* _YOUR INSTRUCTIONS_
Where does the string "cart" appear in the records? Copy each line that holds it.

-- MATERIAL PROVIDED follows --

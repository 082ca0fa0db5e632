//! Line item quantity.

use core::fmt;
use core::num::NonZeroU32;

use serde::{Deserialize, Serialize};

/// How many units of a product are in the cart.
///
/// Always at least one: a line whose quantity would drop below one is
/// removed from the cart instead.
#[derive(Debug, Clone, Copy, PartialEq, Eq, Hash, PartialOrd, Ord, Serialize, Deserialize)]
#[serde(transparent)]
pub struct Quantity(NonZeroU32);

impl Quantity {
    /// A single unit.
    pub const ONE: Self = Self(NonZeroU32::MIN);

    /// Create a quantity, returning `None` for zero.
    #[must_use]
    pub const fn new(count: u32) -> Option<Self> {
        match NonZeroU32::new(count) {
            Some(n) => Some(Self(n)),
            None => None,
        }
    }

    /// Get the underlying count.
    #[must_use]
    pub const fn get(self) -> u32 {
        self.0.get()
    }

    /// One more unit. Saturates at `u32::MAX`.
    #[must_use]
    pub const fn increment(self) -> Self {
        Self(self.0.saturating_add(1))
    }

    /// One fewer unit, or `None` if this is the last one.
    #[must_use]
    pub const fn decrement(self) -> Option<Self> {
        Self::new(self.0.get() - 1)
    }
}

impl Default for Quantity {
    fn default() -> Self {
        Self::ONE
    }
}

impl fmt::Display for Quantity {
    fn fmt(&self, f: &mut fmt::Formatter<'_>) -> fmt::Result {
        write!(f, "{}", self.0)
    }
}

impl From<Quantity> for u32 {
    fn from(quantity: Quantity) -> Self {
        quantity.get()
    }
}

-- MATERIAL PROVIDED concluded --

* _RESULT FOR THIS EXERCISE_
/// How many units of a product are in the cart.
/// removed from the cart instead.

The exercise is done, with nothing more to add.